══ DATA TO EXAMINE ══

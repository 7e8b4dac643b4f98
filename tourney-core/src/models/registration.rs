use serde::{Deserialize, Serialize};
use uuid::Uuid;

use super::{require, Team, ValidationError};

/// A team entered into one age group of a tournament.
///
/// The id is the team's client-generated id, so resubmitting the same
/// registration overwrites rather than duplicates.
#[derive(Debug, Clone, Serialize, Deserialize, PartialEq)]
#[serde(rename_all = "camelCase")]
pub struct Registration {
    pub id: Uuid,
    pub tournament_id: Uuid,
    pub age_group: String,
    pub team: Team,
}

impl Registration {
    pub fn new(tournament_id: Uuid, age_group: impl Into<String>, team: Team) -> Self {
        Self {
            id: team.id,
            tournament_id,
            age_group: age_group.into(),
            team,
        }
    }

    pub fn validate(&self) -> Result<(), ValidationError> {
        if self.id != self.team.id {
            return Err(ValidationError::IdMismatch {
                expected: self.team.id,
                found: self.id,
            });
        }
        require("ageGroup", &self.age_group)?;
        self.team.validate()
    }
}
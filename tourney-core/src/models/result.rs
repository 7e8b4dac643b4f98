use chrono::NaiveDate;
use serde::{Deserialize, Serialize};
use uuid::Uuid;

use super::{require, SportKind, ValidationError};

#[derive(Debug, Clone, Copy, Serialize, Deserialize, PartialEq, Eq, Default)]
#[serde(rename_all = "camelCase")]
pub enum ResultFormat {
    Pool,
    RoundRobin,
    #[default]
    Bracket,
}

#[derive(Debug, Clone, Copy, Serialize, Deserialize, PartialEq, Eq, Default)]
pub enum Division {
    #[default]
    Open,
    Gold,
    Silver,
}

/// Final standings posted for one age group of a finished tournament.
#[derive(Debug, Clone, Serialize, Deserialize, PartialEq)]
#[serde(rename_all = "camelCase")]
pub struct TournamentResult {
    pub id: Uuid,
    pub tournament_id: Uuid,
    pub tournament_title: String,
    pub date: NaiveDate,
    #[serde(rename = "type")]
    pub kind: SportKind,
    #[serde(default)]
    pub format: ResultFormat,
    pub age_group: String,
    #[serde(default)]
    pub division: Division,
    /// Team names in finishing order.
    #[serde(default)]
    pub teams: Vec<String>,
}

impl TournamentResult {
    pub fn validate(&self) -> Result<(), ValidationError> {
        require("tournamentTitle", &self.tournament_title)?;
        require("ageGroup", &self.age_group)?;
        for team in &self.teams {
            require("teams", team)?;
        }
        Ok(())
    }
}
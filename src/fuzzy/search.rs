//! Bounded edit-distance search over the radix trie.
//!
//! The search state is `(node, p2, p1, typos)`: `p1` chars of the query and
//! `p2` chars of the node's prefix are consumed, with `typos` edits left.
//! Equal characters are consumed in lock-step for free. On a mismatch the
//! search branches three ways (substitution, extra query char, missing
//! query char), each costing one edit. Leaves are finished in one step with
//! the trimmed Levenshtein helper, since a leaf's remaining prefix is the
//! whole rest of its key.

use super::edit_distance::levenshtein_within;
use crate::collections::ResultSet;
use crate::trie::{NodeId, RadixTrie};
use std::collections::{HashMap, HashSet};
use tracing::{debug, trace};

/// Collects the terminal nodes within `max_edits` of a query
///
/// The descent recurses once per trie level, so the deepest key chain
/// bounds the stack use. Chains many thousands of nodes deep need a thread
/// with a larger stack.
pub struct FuzzySearcher<'t> {
    trie: &'t RadixTrie,
    query: Vec<char>,
    max_edits: usize,
    limit: usize,
    results: HashSet<NodeId>,
    /// Best remaining budget seen per `(node, p2, p1)`
    visited: HashMap<(NodeId, usize, usize), usize>,
}

impl<'t> FuzzySearcher<'t> {
    /// Prepare a search returning at most `limit` nodes
    pub fn new(trie: &'t RadixTrie, query: &str, max_edits: usize, limit: usize) -> Self {
        FuzzySearcher {
            trie,
            query: query.chars().collect(),
            max_edits,
            limit,
            results: HashSet::new(),
            visited: HashMap::new(),
        }
    }

    /// Run the search, returning matching terminal nodes sorted by id
    pub fn search(mut self) -> Vec<NodeId> {
        debug!(
            query = %self.query.iter().collect::<String>(),
            max_edits = self.max_edits,
            limit = self.limit,
            "fuzzy search"
        );
        if self.query.is_empty() || self.limit == 0 {
            return Vec::new();
        }

        let trie = self.trie;
        for (_, root) in trie.roots() {
            if self.is_full() {
                break;
            }
            self.lookup(root, 0, 0, self.max_edits);
        }

        debug!(
            results = self.results.count(),
            states = self.visited.len(),
            "fuzzy search finished"
        );
        let mut found = self.results.into_members();
        found.sort();
        found
    }

    /// Advance through matching characters, then hand off to the boundary
    /// or mismatch handling
    fn lookup(&mut self, node: NodeId, mut p2: usize, mut p1: usize, typos: usize) {
        if self.is_full() {
            return;
        }
        let prefix = self.trie.node(node).prefix();
        while p2 < prefix.len() && p1 < self.query.len() && prefix[p2] == self.query[p1] {
            p1 += 1;
            p2 += 1;
        }

        if p2 == prefix.len() {
            self.boundary(node, p1, typos);
        } else {
            self.branch(node, p2, p1, typos);
        }
    }

    /// The whole prefix of `node` is consumed
    fn boundary(&mut self, node: NodeId, p1: usize, typos: usize) {
        let trie = self.trie;
        let current = trie.node(node);
        if !self.visit(node, current.prefix().len(), p1, typos) {
            return;
        }

        // Any unconsumed query suffix is absorbed as deletions
        if current.is_terminal() && p1.saturating_add(typos) >= self.query.len() {
            self.record(node);
        }
        for &child in current.successors() {
            if self.is_full() {
                return;
            }
            self.lookup(child, 0, p1, typos);
        }
    }

    /// Mismatch, or query exhausted, at offset `p2` inside `node`'s prefix
    fn branch(&mut self, node: NodeId, p2: usize, p1: usize, typos: usize) {
        if !self.visit(node, p2, p1, typos) {
            return;
        }
        let trie = self.trie;
        let current = trie.node(node);

        if current.is_leaf() {
            let rest = &current.prefix()[p2..];
            if levenshtein_within(&self.query[p1..], rest, typos).is_some() && current.is_terminal()
            {
                self.record(node);
            }
            return;
        }

        let Some(typos) = typos.checked_sub(1) else {
            return;
        };
        if p1 < self.query.len() {
            // Substitution
            self.lookup(node, p2 + 1, p1 + 1, typos);
            // Extra char in the query
            self.lookup(node, p2, p1 + 1, typos);
        }
        // Char missing from the query
        self.lookup(node, p2 + 1, p1, typos);
    }

    /// Mark a state as explored; false if it was already explored with at
    /// least this much budget
    fn visit(&mut self, node: NodeId, p2: usize, p1: usize, typos: usize) -> bool {
        match self.visited.get(&(node, p2, p1)) {
            Some(&best) if best >= typos => false,
            _ => {
                self.visited.insert((node, p2, p1), typos);
                true
            }
        }
    }

    fn record(&mut self, node: NodeId) {
        if self.results.add(node) {
            trace!(?node, "fuzzy match");
        }
    }

    fn is_full(&self) -> bool {
        self.results.count() >= self.limit
    }
}

#[cfg(test)]
mod tests {
    use super::*;

    fn trie_of(keys: &[&str]) -> RadixTrie {
        let mut trie = RadixTrie::new();
        for key in keys {
            trie.insert(key);
        }
        trie
    }

    fn search(trie: &RadixTrie, query: &str, max_edits: usize) -> Vec<String> {
        let mut keys: Vec<String> = FuzzySearcher::new(trie, query, max_edits, usize::MAX)
            .search()
            .into_iter()
            .map(|id| trie.reconstruct(id))
            .collect();
        keys.sort();
        keys
    }

    #[test]
    fn test_exact_with_zero_budget() {
        let trie = trie_of(&["qwerty", "qwertz", "query"]);
        assert_eq!(search(&trie, "qwerty", 0), vec!["qwerty"]);
        assert!(search(&trie, "qwert", 0).is_empty());
    }

    #[test]
    fn test_missing_trailing_char() {
        let trie = trie_of(&["qwerty"]);
        assert_eq!(search(&trie, "qwert", 1), vec!["qwerty"]);
    }

    #[test]
    fn test_extra_trailing_char() {
        let trie = trie_of(&["qwerty"]);
        assert_eq!(search(&trie, "qwertyy", 1), vec!["qwerty"]);
        assert!(search(&trie, "qwertyyy", 1).is_empty());
    }

    #[test]
    fn test_substitution_reaches_siblings() {
        let trie = trie_of(&["abc", "abd"]);
        assert_eq!(search(&trie, "abx", 1), vec!["abc", "abd"]);
    }

    #[test]
    fn test_first_char_typo() {
        // "xbc" has its own subtree, but "abc" is still one edit away
        let trie = trie_of(&["abc", "xbcdef"]);
        assert_eq!(search(&trie, "xbc", 1), vec!["abc"]);
        assert_eq!(search(&trie, "bc", 1), vec!["abc"]);
    }

    #[test]
    fn test_inner_terminal_and_deep_keys() {
        let trie = trie_of(&["te", "tea", "team", "test", "toast"]);
        assert_eq!(search(&trie, "tea", 0), vec!["tea"]);
        assert_eq!(search(&trie, "tea", 1), vec!["te", "tea", "team"]);
        assert_eq!(search(&trie, "tast", 1), vec!["test", "toast"]);
        assert_eq!(search(&trie, "tam", 1), vec!["team"]);
        assert_eq!(search(&trie, "tam", 2), vec!["te", "tea", "team"]);
    }

    #[test]
    fn test_transposition_costs_two() {
        let trie = trie_of(&["form"]);
        assert!(search(&trie, "from", 1).is_empty());
        assert_eq!(search(&trie, "from", 2), vec!["form"]);
    }

    #[test]
    fn test_limit_stops_early() {
        let trie = trie_of(&["cat", "car", "cab", "can", "cap"]);
        let found = FuzzySearcher::new(&trie, "cax", 1, 2).search();
        assert_eq!(found.len(), 2);
    }

    #[test]
    fn test_unbounded_budget() {
        let trie = trie_of(&["abc", "te", "team", "qwerty"]);
        assert_eq!(search(&trie, "abcd", usize::MAX), vec!["abc", "qwerty", "te", "team"]);
        assert_eq!(search(&trie, "x", usize::MAX).len(), 4);
    }

    #[test]
    fn test_empty_query() {
        let trie = trie_of(&["a", "ab"]);
        assert!(search(&trie, "", 2).is_empty());
    }

    #[test]
    fn test_empty_trie() {
        let trie = RadixTrie::new();
        assert!(search(&trie, "anything", 3).is_empty());
    }
}
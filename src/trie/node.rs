//! Trie node types and the arena that owns them

use std::fmt;

/// Index of a node inside its trie's arena
///
/// Ids are only meaningful for the trie that produced them, and an id is
/// invalidated when its node is removed or merged into its parent.
#[derive(Clone, Copy, PartialEq, Eq, Hash, PartialOrd, Ord)]
pub struct NodeId(u32);

impl NodeId {
    pub(crate) fn index(self) -> usize {
        self.0 as usize
    }
}

impl fmt::Debug for NodeId {
    fn fmt(&self, f: &mut fmt::Formatter<'_>) -> fmt::Result {
        write!(f, "#{}", self.0)
    }
}

/// A node in the compressed trie
///
/// Concatenating `prefix` from the root down to a node yields the string
/// represented at that node.
#[derive(Clone, Debug)]
pub struct Node {
    /// Non-empty segment owned by this node
    pub(crate) prefix: Vec<char>,
    /// Children, selected by the first char of their prefix
    pub(crate) successors: Vec<NodeId>,
    /// `None` for nodes hanging directly off the root map
    pub(crate) parent: Option<NodeId>,
    /// Whether the string ending here was inserted
    pub(crate) terminal: bool,
    /// Nodes associated with this one through a key/value insert
    pub(crate) pairs: Vec<NodeId>,
}

impl Node {
    pub(crate) fn new(prefix: Vec<char>, parent: Option<NodeId>, terminal: bool) -> Self {
        assert!(!prefix.is_empty(), "node prefix must not be empty");
        Node {
            prefix,
            successors: Vec::new(),
            parent,
            terminal,
            pairs: Vec::new(),
        }
    }

    pub fn prefix(&self) -> &[char] {
        &self.prefix
    }

    /// The prefix as an owned string
    pub fn label(&self) -> String {
        self.prefix.iter().collect()
    }

    pub fn first_char(&self) -> char {
        self.prefix[0]
    }

    pub fn successors(&self) -> &[NodeId] {
        &self.successors
    }

    pub fn parent(&self) -> Option<NodeId> {
        self.parent
    }

    pub fn is_terminal(&self) -> bool {
        self.terminal
    }

    pub fn is_leaf(&self) -> bool {
        self.successors.is_empty()
    }

    pub fn pairs(&self) -> &[NodeId] {
        &self.pairs
    }
}

/// Slot storage for nodes, addressed by `NodeId`
///
/// Freed slots are recycled before the vector grows.
#[derive(Clone, Debug, Default)]
pub(crate) struct NodeArena {
    slots: Vec<Option<Node>>,
    free: Vec<NodeId>,
}

impl NodeArena {
    pub fn new() -> Self {
        Self::default()
    }

    pub fn alloc(&mut self, node: Node) -> NodeId {
        if let Some(id) = self.free.pop() {
            self.slots[id.index()] = Some(node);
            return id;
        }
        let id = NodeId(u32::try_from(self.slots.len()).expect("node arena exhausted"));
        self.slots.push(Some(node));
        id
    }

    /// Take the node out of its slot and mark the slot reusable
    pub fn free(&mut self, id: NodeId) -> Node {
        let node = self.slots[id.index()]
            .take()
            .unwrap_or_else(|| panic!("double free of node {:?}", id));
        self.free.push(id);
        node
    }

    pub fn get(&self, id: NodeId) -> &Node {
        self.slots[id.index()]
            .as_ref()
            .unwrap_or_else(|| panic!("dangling node id {:?}", id))
    }

    pub fn get_mut(&mut self, id: NodeId) -> &mut Node {
        self.slots[id.index()]
            .as_mut()
            .unwrap_or_else(|| panic!("dangling node id {:?}", id))
    }

    /// Number of live nodes
    pub fn len(&self) -> usize {
        self.slots.len() - self.free.len()
    }

    pub fn clear(&mut self) {
        self.slots.clear();
        self.free.clear();
    }
}

#[cfg(test)]
mod tests {
    use super::*;

    fn chars(s: &str) -> Vec<char> {
        s.chars().collect()
    }

    #[test]
    fn test_arena_reuses_freed_slots() {
        let mut arena = NodeArena::new();
        let a = arena.alloc(Node::new(chars("a"), None, true));
        let b = arena.alloc(Node::new(chars("b"), None, true));
        assert_eq!(arena.len(), 2);

        let freed = arena.free(a);
        assert_eq!(freed.label(), "a");
        assert_eq!(arena.len(), 1);

        let c = arena.alloc(Node::new(chars("c"), None, false));
        assert_eq!(c, a);
        assert_eq!(arena.get(c).label(), "c");
        assert_eq!(arena.get(b).label(), "b");
        assert_eq!(arena.len(), 2);
    }

    #[test]
    #[should_panic(expected = "dangling node id")]
    fn test_arena_dangling_id_panics() {
        let mut arena = NodeArena::new();
        let a = arena.alloc(Node::new(chars("a"), None, true));
        arena.free(a);
        arena.get(a);
    }

    #[test]
    #[should_panic(expected = "must not be empty")]
    fn test_empty_prefix_rejected() {
        Node::new(Vec::new(), None, true);
    }

    #[test]
    fn test_node_accessors() {
        let node = Node::new(chars("héllo"), None, true);
        assert_eq!(node.first_char(), 'h');
        assert_eq!(node.prefix().len(), 5);
        assert!(node.is_leaf());
        assert!(node.is_terminal());
        assert!(node.parent().is_none());
    }
}
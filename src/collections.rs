//! Narrow container interfaces the trie is written against
//!
//! The trie only ever needs a handful of operations from its containers:
//! a char-keyed map for root dispatch, a growable sequence for children and
//! pair links, and a deduplicating set for search results. Each trait has a
//! single std-backed implementation.

use std::collections::{BTreeMap, HashSet};
use std::hash::Hash;

/// Map from a leading character to a value (root dispatch)
pub trait CharMap<V: Copy> {
    /// Value stored under `ch`
    fn find(&self, ch: char) -> Option<V>;

    /// Store `value` under `ch`, returning the previous value
    fn put(&mut self, ch: char, value: V) -> Option<V>;

    /// Remove the value under `ch`
    fn delete(&mut self, ch: char) -> Option<V>;

    fn contains_char(&self, ch: char) -> bool {
        self.find(ch).is_some()
    }

    /// Iterate `(char, value)` pairs
    fn pairs(&self) -> impl Iterator<Item = (char, V)> + '_;
}

impl<V: Copy> CharMap<V> for BTreeMap<char, V> {
    fn find(&self, ch: char) -> Option<V> {
        self.get(&ch).copied()
    }

    fn put(&mut self, ch: char, value: V) -> Option<V> {
        self.insert(ch, value)
    }

    fn delete(&mut self, ch: char) -> Option<V> {
        self.remove(&ch)
    }

    fn pairs(&self) -> impl Iterator<Item = (char, V)> + '_ {
        self.iter().map(|(ch, v)| (*ch, *v))
    }
}

/// Ordered, growable, indexable sequence
pub trait Sequence<T: Copy + PartialEq> {
    fn push_back(&mut self, item: T);

    fn at(&self, index: usize) -> Option<T>;

    fn index_of(&self, item: &T) -> Option<usize>;

    /// Remove the first element equal to `item`; returns whether one was found
    fn delete_value(&mut self, item: &T) -> bool;

    fn items(&self) -> impl Iterator<Item = T> + '_;
}

impl<T: Copy + PartialEq> Sequence<T> for Vec<T> {
    fn push_back(&mut self, item: T) {
        self.push(item);
    }

    fn at(&self, index: usize) -> Option<T> {
        self.get(index).copied()
    }

    fn index_of(&self, item: &T) -> Option<usize> {
        self.iter().position(|x| x == item)
    }

    fn delete_value(&mut self, item: &T) -> bool {
        match self.index_of(item) {
            Some(i) => {
                self.remove(i);
                true
            }
            None => false,
        }
    }

    fn items(&self) -> impl Iterator<Item = T> + '_ {
        self.iter().copied()
    }
}

/// Set of unique elements (search result accumulator)
pub trait ResultSet<T> {
    /// Add `item`; returns false if it was already present
    fn add(&mut self, item: T) -> bool;

    fn has(&self, item: &T) -> bool;

    fn count(&self) -> usize;

    /// Consume the set, yielding its elements in unspecified order
    fn into_members(self) -> Vec<T>
    where
        Self: Sized;
}

impl<T: Hash + Eq> ResultSet<T> for HashSet<T> {
    fn add(&mut self, item: T) -> bool {
        self.insert(item)
    }

    fn has(&self, item: &T) -> bool {
        self.contains(item)
    }

    fn count(&self) -> usize {
        self.len()
    }

    fn into_members(self) -> Vec<T> {
        self.into_iter().collect()
    }
}

#[cfg(test)]
mod tests {
    use super::*;

    #[test]
    fn test_char_map() {
        let mut map: BTreeMap<char, u32> = BTreeMap::new();
        assert_eq!(map.put('a', 1), None);
        assert_eq!(map.put('a', 2), Some(1));
        map.put('b', 3);

        assert_eq!(map.find('a'), Some(2));
        assert!(map.contains_char('b'));
        assert_eq!(map.pairs().collect::<Vec<_>>(), vec![('a', 2), ('b', 3)]);

        assert_eq!(map.delete('a'), Some(2));
        assert!(!map.contains_char('a'));
    }

    #[test]
    fn test_sequence() {
        let mut seq: Vec<u32> = Vec::new();
        seq.push_back(10);
        seq.push_back(20);
        seq.push_back(30);

        assert_eq!(seq.at(1), Some(20));
        assert_eq!(seq.at(3), None);
        assert_eq!(seq.index_of(&30), Some(2));

        assert!(seq.delete_value(&20));
        assert!(!seq.delete_value(&20));
        assert_eq!(seq.items().collect::<Vec<_>>(), vec![10, 30]);
    }

    #[test]
    fn test_result_set_dedups() {
        let mut set: HashSet<&'static str> = HashSet::new();
        assert!(set.add("a"));
        assert!(!set.add("a"));
        assert!(set.add("b"));

        assert!(set.has(&"a"));
        assert_eq!(set.count(), 2);
        let mut members = set.into_members();
        members.sort();
        assert_eq!(members, vec!["a", "b"]);
    }
}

═══

WORK TO COMPLETE — Which lines of the listing contain the string "parent"? Copy each of them.

WORKED SOLUTION —
/// invalidated when its node is removed or merged into its parent.
    pub(crate) parent: Option<NodeId>,
    pub(crate) fn new(prefix: Vec<char>, parent: Option<NodeId>, terminal: bool) -> Self {
            parent,
    pub fn parent(&self) -> Option<NodeId> {
        self.parent
        assert!(node.parent().is_none());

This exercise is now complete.